[OmniOS-discuss] Debating Swapping 2TB with 4TB drives in RaidZ2 or Create new Vol and clone

2014-03-21 Thread Matthew Mabis
Hey All, 

I am debating the idea of just swapping all my hard drives in my current 8x2TB 
RaidZ2 (all be it slowly) and let the environment resilver each drive than 
expand versus creating a new RaidZ2 on a different box and cloning the data 
over. 

Obviously i know of the Pros/Cons/Risks associated with that method. My 
question about debating deals with the new drives being 4K where as the old 
drives were 512b aligned My Current config is using (6x Hitachi HDS5C302 and 2x 
SAMSUNG HD203WI) where i will be switching over to ST4000VN000 drives all the 
way (purchased 4 already waiting a little time to see if i can purchase via a 
different batch [some ppl debate on this but to me its the way i have done it 
for a long time]) i don't wan't to us dissimilar models anymore as sometimes 
the samsung drives in this config went well lets call it NUTTY 

I use my environment for multiple things (Network Data Backups, NFS Backups for 
ESXi, Media Storage) my current environment is running down on space and with 
my projections ill run out of space within the next 6 months (~26% Free that 
includes the 1.08TB Reservation) so i am prepping for the transition. 

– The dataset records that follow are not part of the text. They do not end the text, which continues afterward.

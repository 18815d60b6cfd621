//! Zone classification and trend tracking.

use super::types::{CouplingMetrics, CouplingTrend, TrendDirection, ZoneClassification};

/// Distance threshold for main sequence classification.
const MAIN_SEQUENCE_THRESHOLD: f64 = 0.3;

/// Classify a module into a zone based on instability and abstractness.
///
/// - Zone of Pain: high stability (low I) + low abstractness (low A) → concrete and rigid
/// - Zone of Uselessness: high instability (high I) + high abstractness (high A) → abstract but unused
/// - Main Sequence: |A + I - 1| ≤ threshold → balanced
pub fn classify_zone(instability: f64, abstractness: f64) -> ZoneClassification {
    let distance = (abstractness + instability - 1.0).abs();

    if distance <= MAIN_SEQUENCE_THRESHOLD {
        ZoneClassification::MainSequence
    } else if instability < 0.5 && abstractness < 0.5 {
        ZoneClassification::ZoneOfPain
    } else if instability > 0.5 && abstractness > 0.5 {
        ZoneClassification::ZoneOfUselessness
    } else {
        // Near the edges but not clearly in a zone — default to main sequence
        ZoneClassification::MainSequence
    }
}

/// Compute trend direction between two metric snapshots.
pub fn compute_trend(previous: &CouplingMetrics, current: &CouplingMetrics) -> CouplingTrend {
    let direction = if current.distance < previous.distance - 0.05 {
        TrendDirection::Improving
    } else if current.distance > previous.distance + 0.05 {
        TrendDirection::Degrading
    } else {
        TrendDirection::Stable
    };

    CouplingTrend {
        module: current.module.clone(),
        previous: previous.clone(),
        current: current.clone(),
        direction,
    }
}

Just curious what you would do in my situation, replace the drives or build a 
new vDev and why? 

I have all the underlying hardware to handle it (SAS-2008 Controller, ECC, and 
a ZIL/SLOG. If needed i could use my infiniband backend to clone the data at 
10Gb via IPoIB) 

Thanks 
Matt 
___
OmniOS-discuss mailing list
OmniOS-discuss@lists.omniti.com
http://lists.omniti.com/mailman/listinfo/omnios-discuss


Re: [OmniOS-discuss] Debating Swapping 2TB with 4TB drives in RaidZ2 or Create new Vol and clone

2014-03-21 Thread Chris Siebenmann
| I am debating the idea of just swapping all my hard drives in my
| current 8x2TB RaidZ2 (all be it slowly) and let the environment
| resilver each drive than expand versus creating a new RaidZ2 on a
| different box and cloning the data over.
|
| Obviously i know of the Pros/Cons/Risks associated with that
| method. My question about debating deals with the new drives being 4K
| where as the old drives were 512b aligned [...]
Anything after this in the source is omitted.